Copy out each line below containing "async".

Records drawn from a dataset:
━━━━━━━━━━━━━━━━━━━━
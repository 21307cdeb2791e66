//! Genius Plugin - HTTP gateway between the assistant and Genius.
//!
//! This binary starts the HTTP server or prints the API schema.

use clap::Parser;
use std::process::ExitCode;
use tracing::{error, info, warn};
use tracing_subscriber::{layer::SubscriberExt, util::SubscriberInitExt};

use genius_plugin::{
    config::{Cli, Command, CredentialMode, SchemaConfig, SchemaFormat, ServeConfig},
    genius::{GeniusConnector, HttpGeniusConnector},
    server::{build_document, create_router, CredentialStrategy, RouterConfig},
};

#[tokio::main]
async fn main() -> ExitCode {
    let cli = Cli::parse();

    match cli.into_command() {
        Command::Serve(config) => run_serve(config).await,
        Command::Schema(config) => run_schema(config),
    }
}

// =============================================================================
// Serve Command
// =============================================================================

async fn run_serve(config: ServeConfig) -> ExitCode {
    init_logging(config.verbose);

    if let Err(e) = config.validate() {
        error!("Configuration error: {}", e);
        return ExitCode::FAILURE;
    }

    let connector =
        match HttpGeniusConnector::with_base_urls(&config.api_base_url, &config.web_base_url) {
            Ok(connector) => connector,
            Err(e) => {
                error!("Failed to create Genius HTTP client: {}", e);
                return ExitCode::FAILURE;
            }
        };

    info!("Configuration:");
    info!("  Genius API: {}", connector.api_base_url());
    info!("  Genius web API: {}", connector.web_base_url());

    let strategy = match config.credential_mode {
        CredentialMode::PerRequest => {
            info!("  Credentials: per request (Authorization: Bearer <token>)");
            CredentialStrategy::per_request(connector)
        }
        CredentialMode::Fixed => {
            warn!("  Credentials: FIXED - every caller shares the configured Genius token");
            let token = config.access_token.as_deref().unwrap_or_default();
            match connector.connect(token).await {
                Ok(client) => CredentialStrategy::fixed(client),
                Err(e) => {
                    error!("Failed to create Genius client from access token: {}", e);
                    return ExitCode::FAILURE;
                }
            }
        }
    };

    let router_config = build_router_config(&config);
    info!("  CORS origins: {}", router_config.cors_origins.join(", "));
    info!("  Manifest dir: {}", router_config.well_known_dir.display());
    info!("  Assets dir: {}", router_config.assets_dir.display());

    let router = create_router(strategy, router_config);

    let addr = config.bind_address();

    info!("");
    info!("────────────────────────────────────────────────────────────────");
    info!("  Server listening on: http://{}", addr);
    info!("");
    info!("  Try these endpoints:");
    info!("    curl http://{}/", addr);
    info!("    curl http://{}/.well-known/ai-plugin.json", addr);
    info!(
        "    curl -H 'Authorization: Bearer <token>' 'http://{}/lyrics?song_name=...&artist_name=...'",
        addr
    );
    info!("────────────────────────────────────────────────────────────────");
    info!("");

    let listener = match tokio::net::TcpListener::bind(&addr).await {
        Ok(listener) => listener,
        Err(e) => {
            error!("Failed to bind to {}: {}", addr, e);
            return ExitCode::FAILURE;
        }
    };

    if let Err(e) = axum::serve(listener, router).await {
        error!("Server error: {}", e);
        return ExitCode::FAILURE;
    }

    ExitCode::SUCCESS
}

/// Initialize the tracing/logging subsystem.
fn init_logging(verbose: bool) {
    let env_filter = if verbose {
        "genius_plugin=debug,tower_http=debug"
    } else {
        "genius_plugin=info,tower_http=info"
    };

    tracing_subscriber::registry()
        .with(
            tracing_subscriber::EnvFilter::try_from_default_env()
                .unwrap_or_else(|_| env_filter.into()),
        )
        .with(tracing_subscriber::fmt::layer())
        .init();
}

/// Build RouterConfig from the application ServeConfig.
fn build_router_config(config: &ServeConfig) -> RouterConfig {
    let mut router_config = RouterConfig::new()
        .with_cors_origins(config.allowed_origins())
        .with_well_known_dir(config.well_known_dir.clone())
        .with_assets_dir(config.assets_dir.clone())
        .with_tracing(!config.no_tracing);

    if config.dev {
        router_config = router_config.with_dev_origin();
    }

    router_config
}

// =============================================================================
// Schema Command
// =============================================================================

fn run_schema(config: SchemaConfig) -> ExitCode {
    let document = build_document();

    let rendered = match config.format {
        SchemaFormat::Yaml => serde_yaml::to_string(&document).map_err(|e| e.to_string()),
        SchemaFormat::Json => serde_json::to_string_pretty(&document).map_err(|e| e.to_string()),
    };

    match rendered {
        Ok(text) => {
            println!("{}", text.trim_end());
            ExitCode::SUCCESS
        }
        Err(e) => {
            eprintln!("Error: {}", e);
            ExitCode::FAILURE
        }
    }
}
━━━━━━━━━━━━━━━━━━━━
- _RESULT OF THE EXERCISE_:
async fn main() -> ExitCode {
async fn run_serve(config: ServeConfig) -> ExitCode {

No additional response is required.